2018: Der US-Forscher James Allison und der japanische Wissenschafter Tasuku Honjo teilen sich den Nobelpreis für Physiologie und Medizin in Anerkennung ihrer Entdeckungen über Immuncheckpoints, die zur modernen Immuntherapie gegen Krebserkrankungen führten.
2017: Die US-Forscher Jeffrey Hall, Michael Rosbash und Michael Young für die Erforschung der biologischen "Inneren Uhr" von Organismen.
2016: Der Japaner Yoshinori Ohsumi, der das lebenswichtige Recycling-System für Proteine in Zellen entschlüsselt hat.
2015: Die Chinesin Youyou Tu, die den Malaria-Wirkstoff Artemisinin entdeckt hat.
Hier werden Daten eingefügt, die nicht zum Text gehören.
//! Configuration records and their durable storage.
//!
//! Two records are persisted into a small fixed-size durable region, keyed
//! by byte offset:
//! - [`Configuration`] at offset 0
//! - [`NetworkCredentials`] immediately after it
//!
//! Each record starts with a version tag. A tag mismatch means the stored
//! bytes are never trusted: the record is reset to compiled defaults and
//! rewritten. Storage backends implement [`DurableRegion`]:
//! - Linux simulator: a file mirrored into memory
//! - ESP32: a single NVS blob

use crate::model::truncate_utf8;
use thiserror::Error;
use tracing::{info, warn};

/// Current schema version of the configuration record.
pub const CONFIGURATION_VERSION: u8 = 4;

/// Current schema version of the credentials record.
pub const CREDENTIALS_VERSION: u8 = 1;

pub const DEFAULT_PRINT_INTERVAL_MS: u32 = 10_000;
pub const DEFAULT_POLL_INTERVAL_MS: u32 = 10_000;
pub const DEFAULT_POST_INTERVAL_MS: u32 = 120_000;

// Field widths in the persisted layout, terminator included.
const ENDPOINT_FIELD: usize = 64;
const TOKEN_FIELD: usize = 650;
const SENSOR_TYPE_FIELD: usize = 36;
const SSID_FIELD: usize = 32;
const PASSWORD_FIELD: usize = 20;

pub const MAX_ENDPOINT_LEN: usize = ENDPOINT_FIELD - 1;
pub const MAX_TOKEN_LEN: usize = TOKEN_FIELD - 1;
pub const MAX_SENSOR_TYPE_LEN: usize = SENSOR_TYPE_FIELD - 1;
pub const MAX_SSID_LEN: usize = SSID_FIELD - 1;
pub const MAX_PASSWORD_LEN: usize = PASSWORD_FIELD - 1;

/// Encoded size of a [`Configuration`] record.
pub const CONFIGURATION_RECORD_LEN: usize = 1 + ENDPOINT_FIELD + TOKEN_FIELD + SENSOR_TYPE_FIELD + 3 * 4;

/// Encoded size of a [`NetworkCredentials`] record.
pub const CREDENTIALS_RECORD_LEN: usize = 1 + SSID_FIELD + PASSWORD_FIELD + 1;

/// Byte offset of the credentials record.
pub const CREDENTIALS_OFFSET: usize = CONFIGURATION_RECORD_LEN;

/// Total size of the durable region, with a few spare bytes.
pub const REGION_LEN: usize = CONFIGURATION_RECORD_LEN + CREDENTIALS_RECORD_LEN + 10;

/// Errors raised by a durable region.
#[derive(Debug, Error)]
pub enum StorageError {
    /// Access outside the region.
    #[error("Access out of bounds: offset {offset}, length {len}, region {region}")]
    OutOfBounds {
        offset: usize,
        len: usize,
        region: usize,
    },

    /// Failed to read the backing medium.
    #[error("Read error: {0}")]
    ReadError(String),

    /// Failed to write or commit the backing medium.
    #[error("Write error: {0}")]
    WriteError(String),
}

/// Fixed-size, byte-addressed durable storage.
///
/// Writes are buffered until [`commit`](DurableRegion::commit).
pub trait DurableRegion {
    /// Fill `buf` with bytes starting at `offset`.
    fn read(&mut self, offset: usize, buf: &mut [u8]) -> Result<(), StorageError>;

    /// Stage `bytes` at `offset`.
    fn write(&mut self, offset: usize, bytes: &[u8]) -> Result<(), StorageError>;

    /// Flush staged writes to the medium.
    fn commit(&mut self) -> Result<(), StorageError>;
}

/// In-memory region. Erased state is `0xFF`, like fresh flash.
#[derive(Debug, Clone)]
pub struct MemoryRegion {
    bytes: Vec<u8>,
    commits: usize,
}

impl MemoryRegion {
    pub fn new() -> Self {
        Self::with_len(REGION_LEN)
    }

    pub fn with_len(len: usize) -> Self {
        Self {
            bytes: vec![0xFF; len],
            commits: 0,
        }
    }

    /// Wrap existing contents, padding or cutting them to [`REGION_LEN`].
    pub fn from_bytes(mut bytes: Vec<u8>) -> Self {
        bytes.resize(REGION_LEN, 0xFF);
        Self { bytes, commits: 0 }
    }

    pub fn as_bytes(&self) -> &[u8] {
        &self.bytes
    }

    /// Number of commits performed so far.
    pub fn commits(&self) -> usize {
        self.commits
    }

    fn check(&self, offset: usize, len: usize) -> Result<(), StorageError> {
        if offset.checked_add(len).map_or(true, |end| end > self.bytes.len()) {
            return Err(StorageError::OutOfBounds {
                offset,
                len,
                region: self.bytes.len(),
            });
        }
        Ok(())
    }
}

impl Default for MemoryRegion {
    fn default() -> Self {
        Self::new()
    }
}

impl DurableRegion for MemoryRegion {
    fn read(&mut self, offset: usize, buf: &mut [u8]) -> Result<(), StorageError> {
        self.check(offset, buf.len())?;
        buf.copy_from_slice(&self.bytes[offset..offset + buf.len()]);
        Ok(())
    }

    fn write(&mut self, offset: usize, bytes: &[u8]) -> Result<(), StorageError> {
        self.check(offset, bytes.len())?;
        self.bytes[offset..offset + bytes.len()].copy_from_slice(bytes);
        Ok(())
    }

    fn commit(&mut self) -> Result<(), StorageError> {
        self.commits += 1;
        Ok(())
    }
}

// ============================================================================
// Records
// ============================================================================

/// Operational settings of the node.
#[derive(Debug, Clone, PartialEq, Eq)]
pub struct Configuration {
    pub version: u8,
    /// Telemetry endpoint; empty disables posting.
    pub endpoint: String,
    /// Bearer token; empty omits the `Authorization` header.
    pub token: String,
    /// Sensor backend selector (`DS18B20`, `DHT22`, `BINARY`).
    pub sensor_type: String,
    pub print_interval_ms: u32,
    pub poll_interval_ms: u32,
    pub post_interval_ms: u32,
}

impl Default for Configuration {
    fn default() -> Self {
        Self {
            version: CONFIGURATION_VERSION,
            endpoint: String::new(),
            token: String::new(),
            sensor_type: String::new(),
            print_interval_ms: DEFAULT_PRINT_INTERVAL_MS,
            poll_interval_ms: DEFAULT_POLL_INTERVAL_MS,
            post_interval_ms: DEFAULT_POST_INTERVAL_MS,
        }
    }
}

impl Configuration {
    pub fn has_endpoint(&self) -> bool {
        !self.endpoint.is_empty()
    }

    pub fn has_token(&self) -> bool {
        !self.token.is_empty()
    }

    fn encode(&self) -> [u8; CONFIGURATION_RECORD_LEN] {
        let mut out = [0u8; CONFIGURATION_RECORD_LEN];
        let mut w = FieldWriter::new(&mut out);
        w.put_u8(self.version);
        w.put_str(&self.endpoint, ENDPOINT_FIELD);
        w.put_str(&self.token, TOKEN_FIELD);
        w.put_str(&self.sensor_type, SENSOR_TYPE_FIELD);
        w.put_u32(self.print_interval_ms);
        w.put_u32(self.poll_interval_ms);
        w.put_u32(self.post_interval_ms);
        out
    }

    fn decode(bytes: &[u8; CONFIGURATION_RECORD_LEN]) -> Option<Self> {
        let mut r = FieldReader::new(bytes);
        let version = r.u8();
        if version != CONFIGURATION_VERSION {
            return None;
        }
        Some(Self {
            version,
            endpoint: r.str(ENDPOINT_FIELD)?,
            token: r.str(TOKEN_FIELD)?,
            sensor_type: r.str(SENSOR_TYPE_FIELD)?,
            print_interval_ms: r.u32(),
            poll_interval_ms: r.u32(),
            post_interval_ms: r.u32(),
        })
    }
}

/// Upstream network credentials, used by the station transport only.
#[derive(Debug, Clone, PartialEq, Eq)]
pub struct NetworkCredentials {
    pub version: u8,
    pub network_name: String,
    pub network_password: String,
    /// Keep the local access point up past the boot window.
    pub keep_access_point_on: bool,
}

impl Default for NetworkCredentials {
    fn default() -> Self {
        Self {
            version: CREDENTIALS_VERSION,
            network_name: String::new(),
            network_password: String::new(),
            keep_access_point_on: false,
        }
    }
}

impl NetworkCredentials {
    pub fn new(network_name: &str, network_password: &str, keep_access_point_on: bool) -> Self {
        Self {
            version: CREDENTIALS_VERSION,
            network_name: truncate_utf8(network_name, MAX_SSID_LEN).to_string(),
            network_password: truncate_utf8(network_password, MAX_PASSWORD_LEN).to_string(),
            keep_access_point_on,
        }
    }

    pub fn is_configured(&self) -> bool {
        !self.network_name.is_empty()
    }

    fn encode(&self) -> [u8; CREDENTIALS_RECORD_LEN] {
        let mut out = [0u8; CREDENTIALS_RECORD_LEN];
        let mut w = FieldWriter::new(&mut out);
        w.put_u8(self.version);
        w.put_str(&self.network_name, SSID_FIELD);
        w.put_str(&self.network_password, PASSWORD_FIELD);
        w.put_u8(u8::from(self.keep_access_point_on));
        out
    }

    fn decode(bytes: &[u8; CREDENTIALS_RECORD_LEN]) -> Option<Self> {
        let mut r = FieldReader::new(bytes);
        let version = r.u8();
        if version != CREDENTIALS_VERSION {
            return None;
        }
        Some(Self {
            version,
            network_name: r.str(SSID_FIELD)?,
            network_password: r.str(PASSWORD_FIELD)?,
            keep_access_point_on: r.u8() == 1,
        })
    }
}

// ============================================================================
// Partial updates
// ============================================================================

/// Fields submitted through the sensor/device settings form.
///
/// Only present, non-empty (and for intervals, non-zero) fields are applied.
#[derive(Debug, Clone, Default, PartialEq, Eq)]
pub struct ConfigurationUpdate {
    pub endpoint: Option<String>,
    pub token: Option<String>,
    pub sensor_type: Option<String>,
    pub print_interval_ms: Option<u32>,
    pub poll_interval_ms: Option<u32>,
    pub post_interval_ms: Option<u32>,
}

impl ConfigurationUpdate {
    /// Apply the update. Returns `true` if at least one field was accepted.
    pub fn apply_to(&self, config: &mut Configuration) -> bool {
        let mut updated = false;

        for (value, target) in [
            (self.print_interval_ms, &mut config.print_interval_ms),
            (self.poll_interval_ms, &mut config.poll_interval_ms),
            (self.post_interval_ms, &mut config.post_interval_ms),
        ] {
            if let Some(ms) = value.filter(|ms| *ms != 0) {
                *target = ms;
                updated = true;
            }
        }

        for (value, target, max) in [
            (&self.endpoint, &mut config.endpoint, MAX_ENDPOINT_LEN),
            (&self.token, &mut config.token, MAX_TOKEN_LEN),
            (&self.sensor_type, &mut config.sensor_type, MAX_SENSOR_TYPE_LEN),
        ] {
            if let Some(text) = value.as_deref().filter(|t| !t.is_empty()) {
                *target = truncate_utf8(text, max).to_string();
                updated = true;
            }
        }

        updated
    }
}

// ============================================================================
// Store
// ============================================================================

/// Loads and saves both records over a [`DurableRegion`].
pub struct ConfigStore<R: DurableRegion> {
    region: R,
}

impl<R: DurableRegion> ConfigStore<R> {
    pub fn new(region: R) -> Self {
        Self { region }
    }

    pub fn region(&self) -> &R {
        &self.region
    }

    pub fn into_region(self) -> R {
        self.region
    }

    /// Load the configuration, resetting both records on a version mismatch.
    ///
    /// Never fails: unreadable or corrupt storage yields compiled defaults.
    pub fn load_configuration(&mut self) -> Configuration {
        let mut bytes = [0u8; CONFIGURATION_RECORD_LEN];
        let decoded = match self.region.read(0, &mut bytes) {
            Ok(()) => Configuration::decode(&bytes),
            Err(e) => {
                warn!("Failed to read configuration: {}", e);
                None
            }
        };

        match decoded {
            Some(config) => config,
            None => {
                info!("Setting standard configuration");
                let config = Configuration::default();
                let credentials = NetworkCredentials::default();
                if let Err(e) = self.write_both(&config, &credentials) {
                    warn!("Failed to rewrite default configuration: {}", e);
                }
                config
            }
        }
    }

    /// Load the credentials, resetting them on a version mismatch.
    pub fn load_credentials(&mut self) -> NetworkCredentials {
        let mut bytes = [0u8; CREDENTIALS_RECORD_LEN];
        let decoded = match self.region.read(CREDENTIALS_OFFSET, &mut bytes) {
            Ok(()) => NetworkCredentials::decode(&bytes),
            Err(e) => {
                warn!("Failed to read network credentials: {}", e);
                None
            }
        };

        match decoded {
            Some(credentials) => credentials,
            None => {
                info!("Setting standard network credentials");
                let credentials = NetworkCredentials::default();
                if let Err(e) = self.save_credentials(&credentials) {
                    warn!("Failed to rewrite default network credentials: {}", e);
                }
                credentials
            }
        }
    }

    /// Persist the configuration and commit.
    pub fn save_configuration(&mut self, config: &Configuration) -> Result<(), StorageError> {
        self.region.write(0, &config.encode())?;
        self.region.commit()
    }

    /// Persist the credentials and commit.
    pub fn save_credentials(&mut self, credentials: &NetworkCredentials) -> Result<(), StorageError> {
        self.region.write(CREDENTIALS_OFFSET, &credentials.encode())?;
        self.region.commit()
    }

    fn write_both(
        &mut self,
        config: &Configuration,
        credentials: &NetworkCredentials,
    ) -> Result<(), StorageError> {
        self.region.write(0, &config.encode())?;
        self.region.write(CREDENTIALS_OFFSET, &credentials.encode())?;
        self.region.commit()
    }
}

// ============================================================================
// Layout helpers
// ============================================================================

struct FieldWriter<'a> {
    buf: &'a mut [u8],
    pos: usize,
}

impl<'a> FieldWriter<'a> {
    fn new(buf: &'a mut [u8]) -> Self {
        Self { buf, pos: 0 }
    }

    fn put_u8(&mut self, value: u8) {
        self.buf[self.pos] = value;
        self.pos += 1;
    }

    fn put_u32(&mut self, value: u32) {
        self.buf[self.pos..self.pos + 4].copy_from_slice(&value.to_le_bytes());
        self.pos += 4;
    }

    /// NUL-terminated string in a fixed-width field.
    fn put_str(&mut self, value: &str, width: usize) {
        let text = truncate_utf8(value, width - 1).as_bytes();
        let field = &mut self.buf[self.pos..self.pos + width];
        field.fill(0);
        field[..text.len()].copy_from_slice(text);
        self.pos += width;
    }
}

struct FieldReader<'a> {
    buf: &'a [u8],
    pos: usize,
}

impl<'a> FieldReader<'a> {
    fn new(buf: &'a [u8]) -> Self {
        Self { buf, pos: 0 }
    }

    fn u8(&mut self) -> u8 {
        let value = self.buf[self.pos];
        self.pos += 1;
        value
    }

    fn u32(&mut self) -> u32 {
        let mut raw = [0u8; 4];
        raw.copy_from_slice(&self.buf[self.pos..self.pos + 4]);
        self.pos += 4;
        u32::from_le_bytes(raw)
    }

    /// `None` when the field has no terminator or is not UTF-8.
    fn str(&mut self, width: usize) -> Option<String> {
        let field = &self.buf[self.pos..self.pos + width];
        self.pos += width;
        let end = field.iter().position(|b| *b == 0)?;
        std::str::from_utf8(&field[..end]).ok().map(String::from)
    }
}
Sie teilte sich den Preis mit dem gebürtigen Iren William C. Campbell und dem Japaner Satoshi Omura, die an der Bekämpfung weiterer Parasiten gearbeitet hatten.
2014: Das norwegische Ehepaar May-Britt und Edvard Moser sowie John O'Keefe (USA/Großbritannien) für die Entdeckung grundlegender Strukturen des Orientierungssinns des Menschen.
2013: Thomas Südhof (gebürtig in Deutschland) sowie James Rothman (USA) und Randy Schekman (USA) für die Entdeckung von wesentlichen Transportmechanismen in Zellen.
2012: Der Brite John Gurdon und der Japaner Shinya Yamanaka für die Rückprogrammierung erwachsener Körperzellen in den Embryonalzellen.
2011: Bruce Beutler (USA) und Jules Hoffmann (Frankreich) für Arbeiten zur Alarmierung des angeborenen Abwehrsystems. Ralph Steinman aus Kanada entdeckte Zellen, die das erworbene Immunsystem aktivieren. Er war kurz vor der Verkündung gestorben und bekam den Preis posthum.
2010: Der Brite Robert Edwards für die Entwicklung der Reagenzglas-Befruchtung.